Tuesday, June 18, 2013

Good Student, Bad Student


I'm going to let you in on a little secret... most people who make their livings as performers weren't the best students growing up.

Now I'm going to let you in on an even "littler" secret... I was not one of those performers.

I've always been a very good student.  ("littler" usage aside)  Growing up, I wanted to learn; I wanted to make my parents proud, and I believe I finished my educational years accomplishing both.
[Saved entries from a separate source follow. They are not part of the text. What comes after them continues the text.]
fn record_results(ctx: &ReducerContext, class_id: &str, mode: DrawMode, settlements: &[Settlement], outcome: &DrawOutcome) {
    for settlement in settlements {
        ctx.db.lottery_result().insert(result_row(class_id, mode.clone(), settlement, outcome, ctx.timestamp));
    }

    let ids: Vec<u64> = ctx.db.lottery_result()
        .class_id()
        .filter(&class_id.to_string())
        .map(|r| r.id)
        .collect();
    let pruned = results_to_prune(ids, RESULT_HISTORY_PER_CLASS);
    for id in &pruned {
        ctx.db.lottery_result().id().delete(id);
    }
    if !pruned.is_empty() {
        log::debug!("[LOTTERY] pruned {} old results for class:{}", pruned.len(), class_id);
    }
}

fn tally_row(tally: &RewardTally) -> LotteryTally {
    LotteryTally {
        id: LOTTERY_TALLY_ID,
        grand_prize: tally.grand_prize,
        second_prize: tally.second_prize,
        third_prize: tally.third_prize,
        fourth_prize: tally.fourth_prize,
        total: tally.total(),
    }
}

fn row_to_tally(row: &LotteryTally) -> RewardTally {
    RewardTally {
        grand_prize: row.grand_prize,
        second_prize: row.second_prize,
        third_prize: row.third_prize,
        fourth_prize: row.fourth_prize,
    }
}

fn winner_row(winner: &Winner) -> LotteryWinner {
    LotteryWinner {
        id: 0, // auto_inc
        class_id: winner.key.class_id.clone(),
        student_name: winner.key.student_name.clone(),
        reward: winner.reward.as_str().to_string(),
        won_at: winner.timestamp.clone(),
    }
}

/// Overwrite the tally row and append the new winners
fn publish_stats(ctx: &ReducerContext, stats: &LotteryStats) {
    let row = tally_row(&stats.tally);
    if ctx.db.lottery_tally().id().find(&LOTTERY_TALLY_ID).is_some() {
        ctx.db.lottery_tally().id().update(row);
    } else {
        ctx.db.lottery_tally().insert(row);
    }
    for winner in &stats.winners {
        ctx.db.lottery_winner().insert(winner_row(winner));
    }
}

/// Add one draw's prizes to the published statistics
fn publish_settlements(ctx: &ReducerContext, settlements: &[Settlement], timestamp: &str) {
    let published = ctx.db.lottery_tally()
        .id()
        .find(&LOTTERY_TALLY_ID)
        .map(|row| row_to_tally(&row))
        .unwrap_or_default();
    let mut stats = LotteryStats::starting_from(published);
    stats.record_settlements(settlements, timestamp);
    publish_stats(ctx, &stats);
}

/// Recount the statistics from every log. Needed when logs are replaced or wiped.
fn rebuild_lottery_stats(ctx: &ReducerContext) {
    let records = decodable_records(ctx.db.student().iter());
    let stats = stats::aggregate_stats(&records);

    let stale: Vec<u64> = ctx.db.lottery_winner().iter().map(|w| w.id).collect();
    for id in &stale {
        ctx.db.lottery_winner().id().delete(id);
    }
    publish_stats(ctx, &stats);
    log::info!("[STATS] rebuilt prizes:{} winners:{}", stats.tally.total(), stats.winners.len());
}

// ==================== STORE ADAPTERS ====================

/// Record store and ticket pool backed by this module's tables
/// Reducers are transactions, so every read-modify-write here is isolated
struct TableStore<'a> {
    ctx: &'a ReducerContext,
}

impl TableStore<'_> {
    fn find_row(&self, key: &StudentKey) -> Option<Student> {
        self.ctx.db.student()
            .class_id()
            .filter(&key.class_id)
            .find(|s| s.student_name == key.student_name)
    }

    fn load(&self, row: &Student) -> Result<StudentRecord, CoinError> {
        let credential = self.ctx.db.student_credential()
            .student_id()
            .find(&row.id)
            .map(|c| c.credential)
            .unwrap_or_default();
        row_to_record(row, &credential)
    }
}

impl RecordStore for TableStore<'_> {
    fn find(&self, key: &StudentKey) -> Result<Option<StudentRecord>, CoinError> {
        self.find_row(key).map(|row| self.load(&row)).transpose()
    }

    fn class_members(&self, class_id: &str) -> Result<Vec<StudentRecord>, CoinError> {
        let mut rows: Vec<Student> = self.ctx.db.student()
            .class_id()
            .filter(&class_id.to_string())
            .collect();
        rows.sort_by_key(|s| s.id);
        rows.iter().map(|row| self.load(row)).collect()
    }

    fn save(&mut self, records: &[StudentRecord]) -> Result<(), CoinError> {
        for record in records {
            let mut row = self.find_row(&record.key)
                .ok_or_else(|| CoinError::PersistenceFailure(format!("student {} vanished", record.key)))?;
            row.balance_halves = record.balance.halves();
            row.activity_log = record.log.encode()?;
            let student_id = row.id;
            self.ctx.db.student().id().update(row);
            upsert_credential(self.ctx, student_id, &record.credential);
            sync_activity_feed(self.ctx, student_id, record);
        }
        Ok(())
    }
}

impl PoolStore for TableStore<'_> {
    fn tickets(&self, class_id: &str) -> Result<Vec<Ticket>, CoinError> {
        let mut rows: Vec<LotteryTicket> = self.ctx.db.lottery_ticket()
            .class_id()
            .filter(&class_id.to_string())
            .collect();
        rows.sort_by_key(|t| t.id);
        rows.iter().map(row_to_ticket).collect()
    }

    fn add(&mut self, ticket: Ticket) -> Result<Ticket, CoinError> {
        let row = self.ctx.db.lottery_ticket().insert(ticket_to_row(&ticket));
        Ok(Ticket { ticket_id: row.id, ..ticket })
    }

    fn clear(&mut self, class_id: &str) -> Result<usize, CoinError> {
        let ids: Vec<u64> = self.ctx.db.lottery_ticket()
            .class_id()
            .filter(&class_id.to_string())
            .map(|t| t.id)
            .collect();
        for id in &ids {
            if !self.ctx.db.lottery_ticket().id().delete(id) {
                return Err(CoinError::PersistenceFailure(format!("ticket {} already gone", id)));
            }
        }
        Ok(ids.len())
    }
}

/// Class time of the current reducer call
struct ReducerClock(NaiveDateTime);

impl ReducerClock {
    fn at(timestamp: Timestamp) -> Result<Self, CoinError> {
        Self::from_micros(timestamp.to_micros_since_unix_epoch())
    }

    fn from_micros(micros: i64) -> Result<Self, CoinError> {
        class_time_from_micros(micros).map(ReducerClock).ok_or_else(|| {
            log::error!("[CLOCK] timestamp {} has no class time, refusing to stamp the log", micros);
            CoinError::InvalidTimestamp(micros)
        })
    }
}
That being said, there are a few other things I picked up along the good student path that haven't served me quite as well in show business.  The most incriminating, I believe, is the "good student" label I worked so hard to get in the first place.

You see, in an educational system where "good students" get A's and "bad students" get F's, the one thing "bad students" have going for them is they aren't afraid of being called "bad" to begin with.  I, on the other hand, considered "bad" a deadly virus and went to great lengths to make sure I never caught it.

This might sound foreign to a few of my fellow artistic types.  Traditionally, we're known to complain about the existence of societal norms and labels.  "Why worry about grades at all?" we wonder.  "Soon enough we'll be wealthy actors, and when do actors ever need to know about quadratic equations?"  (Answer: Laura Dern in October Sky.)

Still, I see our point.  The problem in caring too much about how test scores, professors, or anyone for that matter shape the way we feel about ourselves, is that when it comes time to enter the real world, they're never enough.  And believe me, they shouldn't be!  There is no way to produce a subjective thing like art for a living and expect that everyone will always love it, so it only makes sense that success can't and shouldn't be defined by those terms.  Simply put: you're not always going to get an "A," and that's ok.

So I guess a near perfect report card isn't as important as I had previously considered.  If true power is derived from the way we feel about ourselves, and if the most successful artists answer to little other than their own dreams, then maybe the good student, bad student labels and subsequent behavior we've assigned to them aren't entirely accurate.

Unless...

Maybe what I'm actually talking about here is respect.  There is no risk in disappointing someone you don't respect.  I was teased plenty when I was a kid, but it didn't bother me.  Why?  Because I didn't respect the ones that were doing the teasing.  On the other hand, there is a lot of risk in disappointing the people you respect the most: parents, teachers, a paying audience...yourself?

As I see it, performers, and humans in general, require a special blend of respect for their audience, mixed with enough self confidence to keep them from crying themselves to sleep if their audience doesn't laugh or clap when they're supposed to.

So how on earth do we teach respect worthy of disappointment AND self confidence worthy of success?

I don't know.


But here's what I've learned: you need both!  You can have one or the other and get a couple A's, but I promise the label won't last.  The sooner you get both respect and confidence, the "gooder" off you'll be.

1 comment:

  1. Love this post because it captures the essence of how invalid educational grades are to success in "real life". I remember my mom telling me that I would succeed in "life" because I had survived growing up in a small town where jealousy and back-stabbing were prevalent. A blend of respect/confidence are the needed ingredients to survive "life".